- [DATA FOR PROCESSING]:
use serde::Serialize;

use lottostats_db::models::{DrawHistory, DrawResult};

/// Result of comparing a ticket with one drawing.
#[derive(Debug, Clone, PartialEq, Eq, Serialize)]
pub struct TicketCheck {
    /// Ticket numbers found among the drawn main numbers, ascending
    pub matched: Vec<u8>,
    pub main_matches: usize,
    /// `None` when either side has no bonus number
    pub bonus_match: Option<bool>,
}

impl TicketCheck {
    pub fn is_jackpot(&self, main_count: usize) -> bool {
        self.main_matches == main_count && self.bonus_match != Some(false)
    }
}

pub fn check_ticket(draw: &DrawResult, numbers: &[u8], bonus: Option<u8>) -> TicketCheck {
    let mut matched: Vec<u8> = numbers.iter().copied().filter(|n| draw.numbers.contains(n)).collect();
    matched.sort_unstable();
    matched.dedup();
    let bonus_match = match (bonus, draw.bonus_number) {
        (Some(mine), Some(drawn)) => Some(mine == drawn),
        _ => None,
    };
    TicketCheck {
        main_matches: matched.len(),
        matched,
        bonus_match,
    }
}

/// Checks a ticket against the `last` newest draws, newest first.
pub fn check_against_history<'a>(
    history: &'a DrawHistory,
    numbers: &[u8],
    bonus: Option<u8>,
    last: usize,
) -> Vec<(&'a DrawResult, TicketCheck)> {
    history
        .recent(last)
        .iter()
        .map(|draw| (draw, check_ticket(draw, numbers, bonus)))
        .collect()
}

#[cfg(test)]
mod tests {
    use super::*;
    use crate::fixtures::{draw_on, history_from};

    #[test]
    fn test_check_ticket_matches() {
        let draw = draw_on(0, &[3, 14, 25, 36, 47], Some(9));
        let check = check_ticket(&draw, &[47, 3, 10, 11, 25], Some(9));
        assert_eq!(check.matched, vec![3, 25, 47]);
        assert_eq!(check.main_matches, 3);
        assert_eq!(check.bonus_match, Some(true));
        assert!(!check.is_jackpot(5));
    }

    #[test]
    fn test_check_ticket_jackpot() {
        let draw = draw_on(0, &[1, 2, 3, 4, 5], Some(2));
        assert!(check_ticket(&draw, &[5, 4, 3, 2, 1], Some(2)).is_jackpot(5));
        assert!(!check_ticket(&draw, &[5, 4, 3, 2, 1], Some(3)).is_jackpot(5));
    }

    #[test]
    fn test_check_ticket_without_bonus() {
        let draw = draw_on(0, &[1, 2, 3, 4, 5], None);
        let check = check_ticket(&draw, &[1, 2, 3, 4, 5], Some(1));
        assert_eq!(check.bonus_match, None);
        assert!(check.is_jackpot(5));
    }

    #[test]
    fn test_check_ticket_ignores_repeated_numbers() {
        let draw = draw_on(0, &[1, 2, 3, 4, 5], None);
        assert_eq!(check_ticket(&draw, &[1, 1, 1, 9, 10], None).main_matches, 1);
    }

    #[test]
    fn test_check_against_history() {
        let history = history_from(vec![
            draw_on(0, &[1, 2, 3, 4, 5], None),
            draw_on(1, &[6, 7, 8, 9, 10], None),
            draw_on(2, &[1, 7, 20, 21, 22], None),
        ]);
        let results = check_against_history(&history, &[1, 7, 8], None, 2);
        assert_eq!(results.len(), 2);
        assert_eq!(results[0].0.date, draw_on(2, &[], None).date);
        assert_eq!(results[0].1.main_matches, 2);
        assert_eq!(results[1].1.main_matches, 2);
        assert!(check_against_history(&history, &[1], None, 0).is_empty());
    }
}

- [ASSIGNED TASK]: Restate word for word the entries above from the line with "2, 1], Some(3)).is_jackpot(5));" through the line with "assert_eq!(results[1].1.main_matches, 2);", inclusive, leaving out everything else.

- [SOLUTION FOR THIS TASK]:
        assert!(!check_ticket(&draw, &[5, 4, 3, 2, 1], Some(3)).is_jackpot(5));
    }

    #[test]
    fn test_check_ticket_without_bonus() {
        let draw = draw_on(0, &[1, 2, 3, 4, 5], None);
        let check = check_ticket(&draw, &[1, 2, 3, 4, 5], Some(1));
        assert_eq!(check.bonus_match, None);
        assert!(check.is_jackpot(5));
    }

    #[test]
    fn test_check_ticket_ignores_repeated_numbers() {
        let draw = draw_on(0, &[1, 2, 3, 4, 5], None);
        assert_eq!(check_ticket(&draw, &[1, 1, 1, 9, 10], None).main_matches, 1);
    }

    #[test]
    fn test_check_against_history() {
        let history = history_from(vec![
            draw_on(0, &[1, 2, 3, 4, 5], None),
            draw_on(1, &[6, 7, 8, 9, 10], None),
            draw_on(2, &[1, 7, 20, 21, 22], None),
        ]);
        let results = check_against_history(&history, &[1, 7, 8], None, 2);
        assert_eq!(results.len(), 2);
        assert_eq!(results[0].0.date, draw_on(2, &[], None).date);
        assert_eq!(results[0].1.main_matches, 2);
        assert_eq!(results[1].1.main_matches, 2);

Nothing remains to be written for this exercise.